For most of us, turning up the heat is easy. We adjust the thermostat on the wall. Not so with turning up love.
I'm impressed with a study by Dr. Carl Rogers who speaks about the development of our personalities by moving beyond the responses we have been developed from our past-life experiences. He says that deep down in each of us lies the "innermost self," the core of our personality which is basically healthy, positive, society-oriented and loving. By plunging down into this innermost area in silence, we make contact with an inner healer. But as long as we live superficially on the surface, with its noise and fragmentation, we will not know the wholeness we were meant to enjoy.
Over the last twenty years, I've made a yearly five to seven day retreat. I have the many journals of these times to remind me of the changes that I experienced during these periods of quiet recollection. Upon arriving on a Friday afternoon, my normal underlying feeling is: Do I have time for this now with all I have to do? By Sunday evening, I have slowed down to the point where I am moving at a similar pace with others, and connecting with them in a more purposeful way. Relationships are being formed; openness is developing as defense mechanisms drop and sharing begins at the deeper level of self. As the days go on, windows and doors begin to open to a deeper reality within, and I realize that the old “normal” is gone, and a new more wholesome “normal" has come in its place. The difficulty comes after the conclusion of the retreat when you return to the world that has not changed. Very quickly, the new “normal” disappears, and the old “normal” reasserts itself, often to the point where you even forget the experience of the retreat. So what is happening here?
The time of recollection has caused a settling of the storehouse of past impressions, imprints, the reservoir of memories, injunctions, unresolved issues, repressed habits, drives and concepts of the “Chitta” and “Ahankara” levels of consciousness, but they have not been disbanded. During the time of recollection, we have opened the doors to a new normal, a new reality, the one which I believe we are called to live, but it cannot be sustained as we return to our customary way of life. The waters that had become settled and clear are again stirred and the silt rising from the bottom is again blurring our ability to see.

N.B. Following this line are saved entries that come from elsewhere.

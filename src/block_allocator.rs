use std::mem::size_of;
use std::ptr::null_mut;

use crate::cell::MemCell;
use crate::error::InitError;

/// Cells per block unless overridden through
/// [`crate::heap::MemManager::with_block_capacity`].
pub const BLOCK_CAPACITY: usize = 128;

/// A bump-allocated array of cells plus the link to the previously filled
/// block. Blocks form a head-inserted, grow-only chain.
#[repr(C)]
pub struct MemCellBlock {
    pub cells: *mut MemCell,
    pub capacity: usize,
    pub next_index: usize,
    pub next: *mut MemCellBlock,
}

/// Bump allocator for [`MemCell`] metadata. Cells are handed out from the
/// head block; filling it prepends a fresh block, which is the signal the
/// collector keys a cycle off.
pub struct CellAllocator {
    blocks: *mut MemCellBlock,
    block_capacity: usize,
}

impl CellAllocator {
    pub fn new(block_capacity: usize) -> Result<Self, InitError> {
        debug_assert!(block_capacity > 0);
        let mut this = Self {
            blocks: null_mut(),
            block_capacity,
        };
        this.add_block()?;
        Ok(this)
    }

    fn add_block(&mut self) -> Result<(), InitError> {
        unsafe {
            let block = libc::malloc(size_of::<MemCellBlock>()) as *mut MemCellBlock;
            if block.is_null() {
                return Err(InitError::Allocator);
            }
            let cells = libc::malloc(size_of::<MemCell>() * self.block_capacity) as *mut MemCell;
            if cells.is_null() {
                libc::free(block as *mut libc::c_void);
                return Err(InitError::Block);
            }
            block.write(MemCellBlock {
                cells,
                capacity: self.block_capacity,
                next_index: 0,
                next: self.blocks,
            });
            self.blocks = block;
            Ok(())
        }
    }

    /// Next unused cell, zero-initialised. Sets `*grew` when the head block
    /// was full and a new one had to be chained in; returns null when even
    /// that failed.
    pub fn alloc(&mut self, grew: &mut bool) -> *mut MemCell {
        unsafe {
            if (*self.blocks).next_index >= (*self.blocks).capacity {
                if self.add_block().is_err() {
                    return null_mut();
                }
                *grew = true;
            }
            let head = self.blocks;
            let cell = (*head).cells.add((*head).next_index);
            (*head).next_index += 1;
            cell.write(MemCell::empty());
            cell
        }
    }

    /// Total cells handed out across all blocks.
    pub fn cells_in_use(&self) -> usize {
        let mut count = 0;
        let mut block = self.blocks;
        unsafe {
            while !block.is_null() {
                count += (*block).next_index;
                block = (*block).next;
            }
        }
        count
    }

    pub fn block_count(&self) -> usize {
        let mut count = 0;
        let mut block = self.blocks;
        unsafe {
            while !block.is_null() {
                count += 1;
                block = (*block).next;
            }
        }
        count
    }
}

impl Drop for CellAllocator {
    fn drop(&mut self) {
        unsafe {
            let mut block = self.blocks;
            while !block.is_null() {
                let next = (*block).next;
                libc::free((*block).cells as *mut libc::c_void);
                libc::free(block as *mut libc::c_void);
                block = next;
            }
        }
    }
}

How can we get rid of the silt? I believe the unexpected rise of Kundalini during an extensive retreat for me facilitated doing just that.
Kundalini is often described as an evolutionary process within the human metabolism, an energy lying at the base of the spine, often associated with sexual energy, which, when released, rehabilitates the subtle body system. It brought about, and continues to bring about, change in a much more efficient manner than conventional psychological approaches. Constructs of conditional thinking, boundaries of indoctrination built-up over a life time dissolved under its influence. Most of these constructs and boundaries existed as impediments to loving properly. They cause us to miss the mark in ways that we may not even be conscious of. I have referred to this process in previous postings as the renovation and restoration process of kundalini as it makes its way through the various layers of the subtle body system, removing and modifying anything in its path that hinders growth and well-being.
It is futile to try to change or cure another to bring them to a heightened sense of love for themselves and others. To provide a loving relationship, which the other may use for their own personal growth, helps them heighten their ability to love (to turn up the love). But to provide such a loving relationship, we ourselves must be free of the silt that exists in our own lives.
Doesn't the rising Kundalini help us to become that instrument of healing for ourselves and others by removing this silt and bringing wholeness?
To describe the indescribable, don't our scriptures — no matter the source — use their own choice of language, symbols, and images to explain the effects and movements of Kundalini as best they can?